Data records —

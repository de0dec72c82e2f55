use std::sync::Arc;

use ingest_core::{ExecutionMode, GraphSnapshot, JobState, MappedRelationshipResolver, RunReport, SchedulerBuilder,
                  StepStatus};
use ingest_snyk::constants::{relationships, step_ids};
use ingest_snyk::{all_steps, FixtureSource, IntegrationConfig, SnykContext};
use uuid::Uuid;

fn fixture() -> FixtureSource {
    FixtureSource::from_path(concat!(env!("CARGO_MANIFEST_DIR"), "/tests/fixtures/snyk_fixture.json")).unwrap()
}

fn config() -> IntegrationConfig {
    IntegrationConfig::new("token", "g-1")
}

fn run(source: FixtureSource, config: IntegrationConfig, mode: ExecutionMode) -> (JobState, RunReport) {
    let context = SnykContext::new(Arc::new(source), config);
    let state = JobState::new(Uuid::new_v4());
    let mut scheduler = SchedulerBuilder::new().add_steps(all_steps()).mode(mode).build().unwrap();
    let report = scheduler.run(&state, &context).unwrap();
    (state, report)
}

fn close(state: &JobState) -> GraphSnapshot {
    let resolution = MappedRelationshipResolver::new().resolve(state).unwrap();
    state.close(resolution).unwrap()
}

#[test]
fn full_run_collects_the_expected_graph() {
    let (state, report) = run(fixture(), config(), ExecutionMode::Sequential);
    assert!(report.is_success(), "{:?}", report.failed_steps());
    assert_eq!(report.completed_steps().len(), 8);

    for (entity_type, expected) in [("snyk_account", 1),
                                    ("snyk_group", 1),
                                    ("snyk_organization", 2),
                                    ("snyk_role", 2),
                                    ("snyk_user", 3),
                                    ("snyk_project", 3),
                                    ("snyk_finding", 3)]
    {
        assert_eq!(state.entity_count_by_type(entity_type), expected, "{entity_type}");
    }
    assert_eq!(state.direct_relationships().len(), 22);
    assert_eq!(state.mapped_relationships().len(), 6);

    let snapshot = close(&state);
    assert_eq!(snapshot.entities_of_type("cve").count(), 1);
    assert_eq!(snapshot.entities_of_type("cwe").count(), 1);
    assert_eq!(snapshot.entities_of_type("CodeRepo").count(), 2);
    assert_eq!(snapshot.relationships_to("cve-2021-9999").count(), 2);
    assert_eq!(snapshot.relationships_to("cwe-79").count(), 2);
}

#[test]
fn shared_user_is_stored_once_with_one_edge_per_organization() {
    let (state, _) = run(fixture(), config(), ExecutionMode::Sequential);
    let snapshot = close(&state);
    let memberships: Vec<_> = snapshot.relationships_to("snyk_user:u-1")
                                      .filter(|r| r.relationship_type == relationships::ORGANIZATION_USER.relationship_type)
                                      .map(|r| r.from_entity_key.as_str())
                                      .collect();
    assert_eq!(memberships, vec!["snyk_org:o-1", "snyk_org:o-2"]);

    let admin: Vec<_> = snapshot.relationships_to("snyk_role:admin")
                                .filter(|r| r.relationship_type == relationships::USER_ROLE.relationship_type)
                                .map(|r| r.from_entity_key.as_str())
                                .collect();
    assert_eq!(admin, vec!["snyk_user:u-1"]);
    assert!(!snapshot.relationships
                     .iter()
                     .any(|r| r.from_entity_key == "snyk_user:u-3"
                              && r.relationship_type == relationships::USER_ROLE.relationship_type));
}

#[test]
fn projects_carry_their_organization_in_raw_data() {
    let (state, _) = run(fixture(), config(), ExecutionMode::Sequential);
    let project = state.find_entity("snyk_project:o-2-p-3").unwrap();
    let raw = state.get_raw_data(&project).unwrap();
    assert_eq!(raw["orgId"], "o-2");
    assert_eq!(raw["type"], "pip");
    assert_eq!(project.property("targetFile"), Some(serde_json::json!("requirements.txt")));
    assert!(state.has_key("snyk_org:o-2|identified|snyk_finding:p-3-SNYK-PY-1"));
}

#[test]
fn malformed_vulnerability_identifier_drops_only_the_edge() {
    let (state, report) = run(fixture(), config(), ExecutionMode::Sequential);
    assert_eq!(report.status_of(step_ids::FETCH_FINDINGS), Some(StepStatus::Completed));
    assert!(state.has_key("snyk_finding:p-1-SNYK-JS-2"));
    assert!(state.has_key("snyk_finding:p-1-SNYK-JS-2|exploits|cwe-79"));
    assert!(!state.relationship_keys().iter().any(|k| k.starts_with("snyk_finding:p-1-SNYK-JS-2|is|")));
}

#[test]
fn org_scope_limits_everything_below_it() {
    let mut cfg = config();
    cfg.org_scope = vec!["o-1".to_string()];
    let (state, report) = run(fixture(), cfg, ExecutionMode::Sequential);
    assert!(report.is_success());
    assert_eq!(state.entity_count_by_type("snyk_organization"), 1);
    assert_eq!(state.entity_count_by_type("snyk_project"), 2);
    assert_eq!(state.entity_count_by_type("snyk_finding"), 2);
    assert_eq!(state.entity_count_by_type("snyk_user"), 2);
}

#[test]
fn findings_can_be_disabled() {
    let mut cfg = config();
    cfg.include_findings = false;
    let (state, report) = run(fixture(), cfg, ExecutionMode::Sequential);
    assert_eq!(report.status_of(step_ids::FETCH_FINDINGS), Some(StepStatus::Completed));
    assert_eq!(state.entity_count_by_type("snyk_finding"), 0);
    assert_eq!(state.entity_count_by_type("snyk_project"), 3);
}

#[test]
fn failing_issue_feed_keeps_earlier_findings() {
    let (state, report) = run(fixture().failing("issues:p-3"), config(), ExecutionMode::Sequential);
    assert_eq!(report.failed_steps(), vec![step_ids::FETCH_FINDINGS]);
    assert_eq!(state.entity_count_by_type("snyk_finding"), 2);
    assert!(!state.has_key("snyk_finding:p-3-SNYK-PY-1"));
}

#[test]
fn failing_roles_block_role_assignment_only() {
    let (state, report) = run(fixture().failing("roles"), config(), ExecutionMode::Sequential);
    assert_eq!(report.failed_steps(), vec![step_ids::FETCH_ROLES]);
    assert_eq!(report.blocked_steps(), vec![step_ids::BUILD_USER_ROLE]);
    assert_eq!(report.status_of(step_ids::FETCH_USERS), Some(StepStatus::Completed));
    assert_eq!(report.status_of(step_ids::FETCH_FINDINGS), Some(StepStatus::Completed));
    assert_eq!(state.entity_count_by_type("snyk_user"), 3);
}

#[test]
fn parallel_run_produces_the_same_keys() {
    let (sequential, _) = run(fixture(), config(), ExecutionMode::Sequential);
    let (parallel, report) = run(fixture(), config(), ExecutionMode::Parallel);
    assert!(report.is_success());
    assert_eq!(sequential.key_fingerprint(), parallel.key_fingerprint());
    assert_eq!(sequential.entity_keys(), parallel.entity_keys());
}

#[test]
fn missing_group_fails_everything_downstream() {
    let (state, report) = run(fixture().failing("group"), config(), ExecutionMode::Sequential);
    assert_eq!(report.failed_steps(), vec![step_ids::FETCH_GROUP]);
    let mut blocked = report.blocked_steps();
    blocked.sort_unstable();
    assert_eq!(blocked,
               vec![step_ids::BUILD_USER_ROLE,
                    step_ids::FETCH_FINDINGS,
                    step_ids::FETCH_ORGANIZATIONS,
                    step_ids::FETCH_PROJECTS,
                    step_ids::FETCH_ROLES,
                    step_ids::FETCH_USERS]);
    assert_eq!(state.entity_count(), 1);
}

#[test]
fn registry_project_names_with_ports_and_tags_are_kept() {
    let source = FixtureSource::from_json_str(r#"{
        "group": {"id": "g-1", "name": "Acme Group"},
        "organizations": [{"id": "o-1", "name": "Acme Core"}],
        "projects": {"o-1": [
            {"id": "p-1", "name": "registry.acme.io:5000/app:1.2", "origin": "docker-hub", "type": "deb"},
            {"id": "p-2", "name": "acme/api:package.json", "origin": "github", "type": "npm"}
        ]},
        "issues": {"p-1": [
            {"id": "SNYK-DEBIAN-1", "issueType": "vuln", "pkgName": "openssl",
             "issueData": {"title": "Buffer Overflow", "severity": "high"}}
        ]}
    }"#).unwrap();
    let (state, report) = run(source, config(), ExecutionMode::Sequential);
    assert_eq!(report.status_of(step_ids::FETCH_PROJECTS), Some(StepStatus::Completed));
    assert_eq!(report.status_of(step_ids::FETCH_FINDINGS), Some(StepStatus::Completed));
    assert_eq!(state.entity_count_by_type("snyk_project"), 2);
    assert_eq!(state.entity_count_by_type("snyk_finding"), 1);

    let snapshot = close(&state);
    let registry = snapshot.entities_of_type("snyk_project").find(|e| e.key == "snyk_project:o-1-p-1").unwrap();
    assert_eq!(registry.property("repoName").unwrap(), "registry.acme.io");
    assert_eq!(registry.property("targetFile").unwrap(), "5000/app:1.2");
}

#[test]
fn punctuated_role_names_are_assigned() {
    let source = FixtureSource::from_json_str(r#"{
        "group": {"id": "g-1", "name": "Acme Group"},
        "organizations": [{"id": "o-1", "name": "Acme Core"}],
        "roles": [{"name": "Admin"}, {"name": "Org Viewer (custom)"}],
        "users": {"o-1": [{"id": "u-1", "username": "ana", "role": "Org Viewer (custom)"}]}
    }"#).unwrap();
    let (state, report) = run(source, config(), ExecutionMode::Sequential);
    assert_eq!(report.status_of(step_ids::FETCH_ROLES), Some(StepStatus::Completed));
    assert_eq!(report.status_of(step_ids::BUILD_USER_ROLE), Some(StepStatus::Completed));
    assert_eq!(state.entity_count_by_type("snyk_role"), 2);

    let snapshot = close(&state);
    let assigned: Vec<_> = snapshot.relationships_to("snyk_role:org-viewer-(custom)")
                                   .filter(|r| r.relationship_type == relationships::USER_ROLE.relationship_type)
                                   .map(|r| r.from_entity_key.as_str())
                                   .collect();
    assert_eq!(assigned, vec!["snyk_user:u-1"]);
}
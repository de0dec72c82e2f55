//! The integration's steps. Each module exposes its descriptor(s); the
//! execution functions only see the job state and the `SnykContext` handed
//! in through `StepExecutionContext`.

pub mod account;
pub mod findings;
pub mod group;
pub mod organizations;
pub mod projects;
pub mod roles;
pub mod users;

use std::sync::Arc;

use ingest_core::{CoreResult, Entity, StepDescriptor, StepExecutionContext};
use log::warn;
use serde::de::DeserializeOwned;

use crate::client::SnykContext;
use crate::types::decode;

pub type SnykStepContext<'a> = StepExecutionContext<'a, SnykContext>;

/// Every step of the integration, in registration order.
pub fn all_steps() -> Vec<StepDescriptor<SnykContext>> {
    vec![account::step(),
         group::step(),
         organizations::step(),
         roles::fetch_roles_step(),
         users::step(),
         roles::build_user_role_step(),
         projects::step(),
         findings::step()]
}

/// Decodes the raw record stored with `entity`. A missing record is logged
/// and yields `None` so the caller can skip the entity.
fn raw_record<T: DeserializeOwned>(ctx: &SnykStepContext<'_>, kind: &str, entity: &Arc<Entity>)
                                   -> CoreResult<Option<T>> {
    match ctx.get_raw_data(entity) {
        Some(raw) => decode(kind, &raw).map(Some),
        None => {
            warn!("{}:skip key={} reason=no_raw_data", ctx.step_id(), entity.key);
            Ok(None)
        }
    }
}
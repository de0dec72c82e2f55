//! ingest-persistence
//!
//! File-backed implementations of the core's output contracts:
//! - `jsonl::JsonlGraphSink`: writes a closed `GraphSnapshot` as JSON Lines
//!   (`entities.jsonl`, `relationships.jsonl`, `mapped_relationships.jsonl`)
//!   under one directory per run.
//! - `jsonl::JsonlEventStore`: append-only run event log, one event per line.
//! - `config`: output settings from the environment (`.env` aware).
//!
//! Writes retry on transient IO errors with a short linear backoff.

pub mod config;
pub mod error;
pub mod jsonl;

pub use config::{init_dotenv, SinkConfig};
pub use error::PersistenceError;
pub use jsonl::{JsonlEventStore, JsonlGraphSink};
//! Canonical JSON: object keys sorted, no insignificant whitespace. Two values
//! that compare equal always produce the same string.

use serde_json::Value;
use std::collections::BTreeMap;

pub fn to_canonical_json(value: &Value) -> String {
    match value {
        Value::Null => "null".to_string(),
        Value::Bool(b) => b.to_string(),
        Value::Number(n) => n.to_string(),
        Value::String(_) => value.to_string(),
        Value::Array(arr) => {
            let items: Vec<String> = arr.iter().map(to_canonical_json).collect();
            format!("[{}]", items.join(","))
        }
        Value::Object(map) => {
            let mut tree = BTreeMap::new();
            for (k, v) in map {
                tree.insert(k, to_canonical_json(v));
            }
            let items: Vec<String> = tree.into_iter()
                                         .map(|(k, v)| format!("{}:{}", Value::String(k.clone()), v))
                                         .collect();
            format!("{{{}}}", items.join(","))
        }
    }
}

#[cfg(test)]
mod tests {
    use super::*;
    use serde_json::json;

    #[test]
    fn object_keys_are_sorted_recursively() {
        let v = json!({"b": {"z": 1, "a": [true, null]}, "a": "x\"y"});
        assert_eq!(to_canonical_json(&v), r#"{"a":"x\"y","b":{"a":[true,null],"z":1}}"#);
    }
}
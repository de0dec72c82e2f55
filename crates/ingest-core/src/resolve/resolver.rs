use std::collections::{BTreeMap, HashMap, HashSet};
use std::sync::Arc;

use log::{debug, info};
use serde::{Deserialize, Serialize};
use serde_json::{Map, Value};

use crate::constants::{CLASS_FIELD, KEY_FIELD, TYPE_FIELD};
use crate::errors::{CoreResult, GraphCoreError};
use crate::hashing::to_canonical_json;
use crate::model::{DirectRelationship, Entity, MappedRelationship, RelationshipDirection};
use crate::state::JobState;

/// A deferred edge rewritten against a concrete target.
#[derive(Debug, Clone, PartialEq, Serialize, Deserialize)]
#[serde(rename_all = "camelCase")]
pub struct ResolvedMappedRelationship {
    pub mapped_key: String,
    pub target_key: String,
    pub target_created: bool,
    pub relationship: DirectRelationship,
}

#[derive(Debug, Clone, Default, PartialEq)]
pub struct Resolution {
    /// Targets that matched nothing and were built from their payload.
    pub created_entities: Vec<Entity>,
    pub relationships: Vec<ResolvedMappedRelationship>,
    /// Keys of mapped relationships dropped because no target matched and
    /// target creation was disabled.
    pub skipped: Vec<String>,
}

impl Resolution {
    pub fn created_count(&self) -> usize {
        self.created_entities.len()
    }
}

/// filter-key set -> (canonical JSON of its values -> target key)
type FilterIndex = HashMap<Vec<String>, HashMap<String, String>>;

/// Resolves every mapped relationship of a run, in key order.
///
/// A target is matched when all fields of any one filter-key set equal the
/// payload's values; the first set that matches wins. Candidates are the
/// run's entities plus any `known` entities (e.g. from a previous sync),
/// and the smallest key wins among several matches. Targets created during
/// resolution become candidates for the relationships resolved after them,
/// so a CVE referenced twice yields one entity.
#[derive(Debug, Default)]
pub struct MappedRelationshipResolver {
    known: Vec<Arc<Entity>>,
}

impl MappedRelationshipResolver {
    pub fn new() -> Self {
        Self::default()
    }

    /// Entities that exist outside this run and may be matched as targets.
    pub fn with_known_entities(mut self, entities: impl IntoIterator<Item = Entity>) -> Self {
        self.known.extend(entities.into_iter().map(Arc::new));
        self
    }

    pub fn resolve(&self, state: &JobState) -> CoreResult<Resolution> {
        let mut candidates: BTreeMap<String, Arc<Entity>> =
            self.known.iter().map(|e| (e.key.clone(), e.clone())).collect();
        for e in state.entities() {
            candidates.insert(e.key.clone(), e);
        }
        let mut index: FilterIndex = HashMap::new();
        let mut resolution = Resolution::default();
        let mut edge_keys: HashSet<String> = HashSet::new();

        for mapped in state.mapped_relationships() {
            let source_key = &mapped.mapping.source_entity_key;
            if state.find_entity(source_key).is_none() {
                return Err(GraphCoreError::DanglingRelationship { key: mapped.key.clone(),
                                                                  missing: source_key.clone() });
            }

            let (target_key, created) = match match_target(&mapped, &candidates, &mut index) {
                Some(key) => (key, false),
                None if mapped.mapping.skip_target_creation => {
                    debug!("resolve:skip key={} reason=no_match", mapped.key);
                    resolution.skipped.push(mapped.key.clone());
                    continue;
                }
                None => {
                    let target = target_entity(&mapped)?;
                    if candidates.contains_key(&target.key) {
                        return Err(GraphCoreError::DuplicateEntity { key: target.key });
                    }
                    let target = Arc::new(target);
                    add_to_index(&target, &mut index);
                    candidates.insert(target.key.clone(), target.clone());
                    resolution.created_entities.push(target.as_ref().clone());
                    (target.key.clone(), true)
                }
            };

            let (from, to) = match mapped.mapping.relationship_direction {
                RelationshipDirection::Forward => (source_key.as_str(), target_key.as_str()),
                RelationshipDirection::Reverse => (target_key.as_str(), source_key.as_str()),
            };
            let mut edge = DirectRelationship::build(mapped.relationship_type.clone(), mapped.class, from, to)?;
            edge.properties.extend(mapped.properties.clone());

            let clashes_with_run = edge.key != mapped.key && state.has_key(&edge.key);
            if clashes_with_run || !edge_keys.insert(edge.key.clone()) {
                return Err(GraphCoreError::DuplicateRelationship { key: edge.key });
            }
            resolution.relationships.push(ResolvedMappedRelationship { mapped_key: mapped.key.clone(),
                                                                       target_key,
                                                                       target_created: created,
                                                                       relationship: edge });
        }

        info!("resolve:done relationships={} created={} skipped={}",
              resolution.relationships.len(),
              resolution.created_count(),
              resolution.skipped.len());
        Ok(resolution)
    }
}

fn match_target(mapped: &MappedRelationship, candidates: &BTreeMap<String, Arc<Entity>>, index: &mut FilterIndex)
                -> Option<String> {
    for set in &mapped.mapping.target_filter_keys {
        let values: Option<Vec<Value>> = set.iter().map(|k| mapped.mapping.target_value(k)).collect();
        let probe = to_canonical_json(&Value::Array(values?));
        let by_values = index.entry(set.clone()).or_insert_with(|| build_index(set, candidates));
        if let Some(key) = by_values.get(&probe) {
            return Some(key.clone());
        }
    }
    None
}

fn filter_values(entity: &Entity, set: &[String]) -> Option<String> {
    let values: Option<Vec<Value>> = set.iter().map(|k| entity.property(k)).collect();
    values.map(|v| to_canonical_json(&Value::Array(v)))
}

fn build_index(set: &[String], candidates: &BTreeMap<String, Arc<Entity>>) -> HashMap<String, String> {
    let mut by_values = HashMap::new();
    // BTreeMap order: the first insert per value set is the smallest key.
    for (key, entity) in candidates {
        if let Some(probe) = filter_values(entity, set) {
            by_values.entry(probe).or_insert_with(|| key.clone());
        }
    }
    by_values
}

fn add_to_index(entity: &Entity, index: &mut FilterIndex) {
    for (set, by_values) in index.iter_mut() {
        if let Some(probe) = filter_values(entity, set) {
            by_values.entry(probe).or_insert_with(|| entity.key.clone());
        }
    }
}

/// Builds the entity described by a mapped relationship's target payload.
fn target_entity(mapped: &MappedRelationship) -> CoreResult<Entity> {
    let key = mapped.mapping.target_key()?;
    let entity_type = mapped.mapping.target_type().unwrap_or_default().to_string();
    let class: Vec<String> = match mapped.mapping.target_entity.get(CLASS_FIELD) {
        Some(Value::String(s)) => vec![s.clone()],
        Some(Value::Array(items)) => items.iter().filter_map(Value::as_str).map(str::to_string).collect(),
        _ => Vec::new(),
    };
    let properties: Map<String, Value> =
        mapped.mapping
              .target_entity
              .iter()
              .filter(|(k, _)| ![KEY_FIELD, TYPE_FIELD, CLASS_FIELD].contains(&k.as_str()))
              .map(|(k, v)| (k.clone(), v.clone()))
              .collect();
    let mut entity = Entity::new(key, entity_type, &[]);
    entity.class = class;
    entity.properties = properties;
    entity.validate()?;
    Ok(entity)
}

#[cfg(test)]
mod tests {
    use super::*;
    use crate::model::{MappedRelationshipSchema, RelationshipClass};
    use serde_json::json;
    use uuid::Uuid;

    const PROJECT_SCANS_REPO: MappedRelationshipSchema =
        MappedRelationshipSchema { relationship_type: "snyk_project_scans_coderepo",
                                   source_type: "snyk_project",
                                   class: RelationshipClass::Scans,
                                   target_type: "CodeRepo",
                                   direction: RelationshipDirection::Forward };

    fn repo_payload(full_name: &str) -> Map<String, Value> {
        let mut m = Map::new();
        m.insert("_class".into(), json!("CodeRepo"));
        m.insert("fullName".into(), json!(full_name));
        m
    }

    fn project(state: &JobState, id: &str) -> Arc<Entity> {
        state.add_entity(Entity::new(format!("snyk_project:o1-{id}"), "snyk_project", &["Project"])).unwrap()
    }

    #[test]
    fn matches_known_entity_instead_of_creating() {
        let state = JobState::new(Uuid::new_v4());
        let p = project(&state, "p1");
        let rel = MappedRelationship::from_schema(&PROJECT_SCANS_REPO, &p, repo_payload("acme/api"),
                                                  &[&["_type", "fullName"]]).unwrap();
        state.add_relationship(rel).unwrap();

        let existing = Entity::new("github_repo:123", "CodeRepo", &["CodeRepo"]).with_property("fullName", "acme/api");
        let resolution = MappedRelationshipResolver::new().with_known_entities([existing])
                                                          .resolve(&state)
                                                          .unwrap();
        assert!(resolution.created_entities.is_empty());
        assert_eq!(resolution.relationships[0].target_key, "github_repo:123");
        assert_eq!(resolution.relationships[0].relationship.key, "snyk_project:o1-p1|scans|github_repo:123");
    }

    #[test]
    fn reverse_direction_swaps_endpoints() {
        let schema = MappedRelationshipSchema { direction: RelationshipDirection::Reverse, ..PROJECT_SCANS_REPO };
        let state = JobState::new(Uuid::new_v4());
        let p = project(&state, "p1");
        let rel = MappedRelationship::from_schema(&schema, &p, repo_payload("acme/api"), &[&["_type", "fullName"]])
                  .unwrap();
        state.add_relationship(rel).unwrap();
        let resolution = MappedRelationshipResolver::new().resolve(&state).unwrap();
        let edge = &resolution.relationships[0].relationship;
        assert_eq!(edge.from_entity_key, "CodeRepo:acme/api");
        assert_eq!(edge.to_entity_key, "snyk_project:o1-p1");
        assert!(resolution.relationships[0].target_created);
    }

    #[test]
    fn skip_target_creation_drops_unmatched_edge() {
        let state = JobState::new(Uuid::new_v4());
        let p = project(&state, "p1");
        let rel = MappedRelationship::from_schema(&PROJECT_SCANS_REPO, &p, repo_payload("acme/api"),
                                                  &[&["_type", "fullName"]]).unwrap()
                                                                            .skip_target_creation(true);
        let key = rel.key.clone();
        state.add_relationship(rel).unwrap();
        let resolution = MappedRelationshipResolver::new().resolve(&state).unwrap();
        assert!(resolution.relationships.is_empty());
        assert_eq!(resolution.skipped, vec![key]);
    }

    #[test]
    fn created_target_class_is_normalized() {
        let state = JobState::new(Uuid::new_v4());
        let p = project(&state, "p1");
        state.add_relationship(MappedRelationship::from_schema(&PROJECT_SCANS_REPO, &p, repo_payload("acme/api"),
                                                               &[&["_class", "fullName"]]).unwrap())
             .unwrap();
        let resolution = MappedRelationshipResolver::new().resolve(&state).unwrap();
        assert_eq!(resolution.created_entities[0].class, vec!["CodeRepo".to_string()]);
        assert_eq!(resolution.created_entities[0].entity_type, "CodeRepo");
    }

    #[test]
    fn missing_source_is_dangling() {
        let state = JobState::new(Uuid::new_v4());
        let p = Entity::new("snyk_project:o1-p9", "snyk_project", &["Project"]);
        state.add_relationship(MappedRelationship::from_schema(&PROJECT_SCANS_REPO, &p, repo_payload("acme/api"),
                                                               &[&["_type", "fullName"]]).unwrap())
             .unwrap();
        let err = MappedRelationshipResolver::new().resolve(&state).unwrap_err();
        assert!(matches!(err, GraphCoreError::DanglingRelationship { .. }));
    }
}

WHAT TO PRODUCE — Copy each line of the data that contains the word "RunReport".

YOUR RESPONSE —
use ingest_core::{ExecutionMode, GraphSnapshot, JobState, MappedRelationshipResolver, RunReport, SchedulerBuilder,
fn run(source: FixtureSource, config: IntegrationConfig, mode: ExecutionMode) -> (JobState, RunReport) {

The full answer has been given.